Work instructions:
Below are records; count how many of their lines contain the string "rounds", and give only that number.

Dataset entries
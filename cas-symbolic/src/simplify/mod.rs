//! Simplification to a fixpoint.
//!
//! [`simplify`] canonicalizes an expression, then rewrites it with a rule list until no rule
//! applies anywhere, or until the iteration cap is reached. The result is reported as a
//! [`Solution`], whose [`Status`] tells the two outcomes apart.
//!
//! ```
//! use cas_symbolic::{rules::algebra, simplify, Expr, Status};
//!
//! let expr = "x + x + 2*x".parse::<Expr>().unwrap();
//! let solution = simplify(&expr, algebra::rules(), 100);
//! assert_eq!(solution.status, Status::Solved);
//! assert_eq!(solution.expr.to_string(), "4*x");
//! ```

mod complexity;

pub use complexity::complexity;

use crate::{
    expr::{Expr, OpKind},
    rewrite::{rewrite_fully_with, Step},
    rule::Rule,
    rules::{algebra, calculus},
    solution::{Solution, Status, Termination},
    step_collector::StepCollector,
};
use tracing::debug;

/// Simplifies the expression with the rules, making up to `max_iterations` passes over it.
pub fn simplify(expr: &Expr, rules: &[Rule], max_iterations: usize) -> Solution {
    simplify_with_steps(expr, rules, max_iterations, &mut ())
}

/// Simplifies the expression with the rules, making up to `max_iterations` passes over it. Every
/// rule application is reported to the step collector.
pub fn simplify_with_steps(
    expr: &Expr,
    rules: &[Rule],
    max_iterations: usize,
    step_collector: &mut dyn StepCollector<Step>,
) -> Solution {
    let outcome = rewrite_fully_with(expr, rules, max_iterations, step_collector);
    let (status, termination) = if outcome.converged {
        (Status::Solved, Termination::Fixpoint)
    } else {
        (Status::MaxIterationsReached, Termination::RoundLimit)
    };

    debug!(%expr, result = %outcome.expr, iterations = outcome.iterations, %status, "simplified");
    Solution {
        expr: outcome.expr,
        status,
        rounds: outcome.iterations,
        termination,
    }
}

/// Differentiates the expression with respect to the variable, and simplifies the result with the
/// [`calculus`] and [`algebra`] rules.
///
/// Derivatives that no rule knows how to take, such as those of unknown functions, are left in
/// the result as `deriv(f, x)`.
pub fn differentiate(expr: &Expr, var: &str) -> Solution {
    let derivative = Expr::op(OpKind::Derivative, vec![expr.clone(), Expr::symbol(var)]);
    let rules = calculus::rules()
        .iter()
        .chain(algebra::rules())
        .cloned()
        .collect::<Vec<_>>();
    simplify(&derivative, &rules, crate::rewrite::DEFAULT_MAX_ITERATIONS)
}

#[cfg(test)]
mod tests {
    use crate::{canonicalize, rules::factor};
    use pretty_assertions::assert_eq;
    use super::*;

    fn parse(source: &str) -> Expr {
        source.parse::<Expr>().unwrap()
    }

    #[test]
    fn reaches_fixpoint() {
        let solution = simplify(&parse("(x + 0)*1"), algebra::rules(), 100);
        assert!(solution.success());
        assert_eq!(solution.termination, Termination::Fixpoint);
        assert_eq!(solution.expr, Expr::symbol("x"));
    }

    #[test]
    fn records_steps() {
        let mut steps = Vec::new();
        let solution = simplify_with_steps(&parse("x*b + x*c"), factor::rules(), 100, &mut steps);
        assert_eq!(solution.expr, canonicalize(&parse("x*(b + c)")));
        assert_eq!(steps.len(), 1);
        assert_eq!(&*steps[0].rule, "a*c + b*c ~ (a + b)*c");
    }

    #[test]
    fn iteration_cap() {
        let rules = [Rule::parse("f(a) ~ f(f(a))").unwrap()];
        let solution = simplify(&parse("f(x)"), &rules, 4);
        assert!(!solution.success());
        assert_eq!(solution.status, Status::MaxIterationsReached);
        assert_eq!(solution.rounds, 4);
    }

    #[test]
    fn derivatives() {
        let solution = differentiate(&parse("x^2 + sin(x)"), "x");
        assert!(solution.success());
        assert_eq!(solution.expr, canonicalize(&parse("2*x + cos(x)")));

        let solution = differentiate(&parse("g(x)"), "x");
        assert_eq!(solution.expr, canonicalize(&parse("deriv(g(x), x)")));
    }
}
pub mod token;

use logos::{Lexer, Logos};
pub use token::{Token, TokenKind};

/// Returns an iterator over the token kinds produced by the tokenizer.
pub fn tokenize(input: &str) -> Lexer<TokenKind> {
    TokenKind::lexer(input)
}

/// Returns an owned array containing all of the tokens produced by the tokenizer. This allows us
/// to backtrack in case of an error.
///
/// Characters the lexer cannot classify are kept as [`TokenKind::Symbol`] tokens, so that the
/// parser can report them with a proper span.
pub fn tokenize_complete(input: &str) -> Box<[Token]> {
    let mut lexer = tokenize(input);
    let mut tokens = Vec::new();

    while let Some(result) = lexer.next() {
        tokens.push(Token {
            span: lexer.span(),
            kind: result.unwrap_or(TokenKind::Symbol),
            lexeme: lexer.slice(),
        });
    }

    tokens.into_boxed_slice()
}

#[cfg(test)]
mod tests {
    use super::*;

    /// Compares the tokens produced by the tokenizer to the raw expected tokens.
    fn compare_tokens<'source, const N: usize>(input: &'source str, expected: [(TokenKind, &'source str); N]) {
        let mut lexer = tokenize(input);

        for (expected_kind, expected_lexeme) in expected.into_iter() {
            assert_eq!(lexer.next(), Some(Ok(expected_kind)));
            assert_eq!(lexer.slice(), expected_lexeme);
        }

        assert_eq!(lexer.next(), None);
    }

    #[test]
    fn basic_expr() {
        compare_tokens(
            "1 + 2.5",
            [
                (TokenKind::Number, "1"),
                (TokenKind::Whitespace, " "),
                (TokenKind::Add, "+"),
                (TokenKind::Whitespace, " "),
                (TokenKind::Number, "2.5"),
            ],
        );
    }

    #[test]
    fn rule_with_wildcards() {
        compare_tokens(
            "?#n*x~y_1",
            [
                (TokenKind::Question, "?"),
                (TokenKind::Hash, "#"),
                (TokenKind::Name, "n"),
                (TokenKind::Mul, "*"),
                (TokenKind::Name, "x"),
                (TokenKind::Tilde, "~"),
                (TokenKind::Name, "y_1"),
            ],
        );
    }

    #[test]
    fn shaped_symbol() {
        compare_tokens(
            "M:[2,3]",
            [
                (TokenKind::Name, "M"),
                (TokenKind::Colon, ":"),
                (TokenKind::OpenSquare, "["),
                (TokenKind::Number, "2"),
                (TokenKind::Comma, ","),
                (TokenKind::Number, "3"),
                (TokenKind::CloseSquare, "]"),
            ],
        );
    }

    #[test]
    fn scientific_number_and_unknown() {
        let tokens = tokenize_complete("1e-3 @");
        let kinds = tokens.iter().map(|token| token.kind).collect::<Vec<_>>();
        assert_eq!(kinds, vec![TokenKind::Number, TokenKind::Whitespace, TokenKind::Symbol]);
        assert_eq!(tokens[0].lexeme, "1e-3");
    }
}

Completed exercise:
2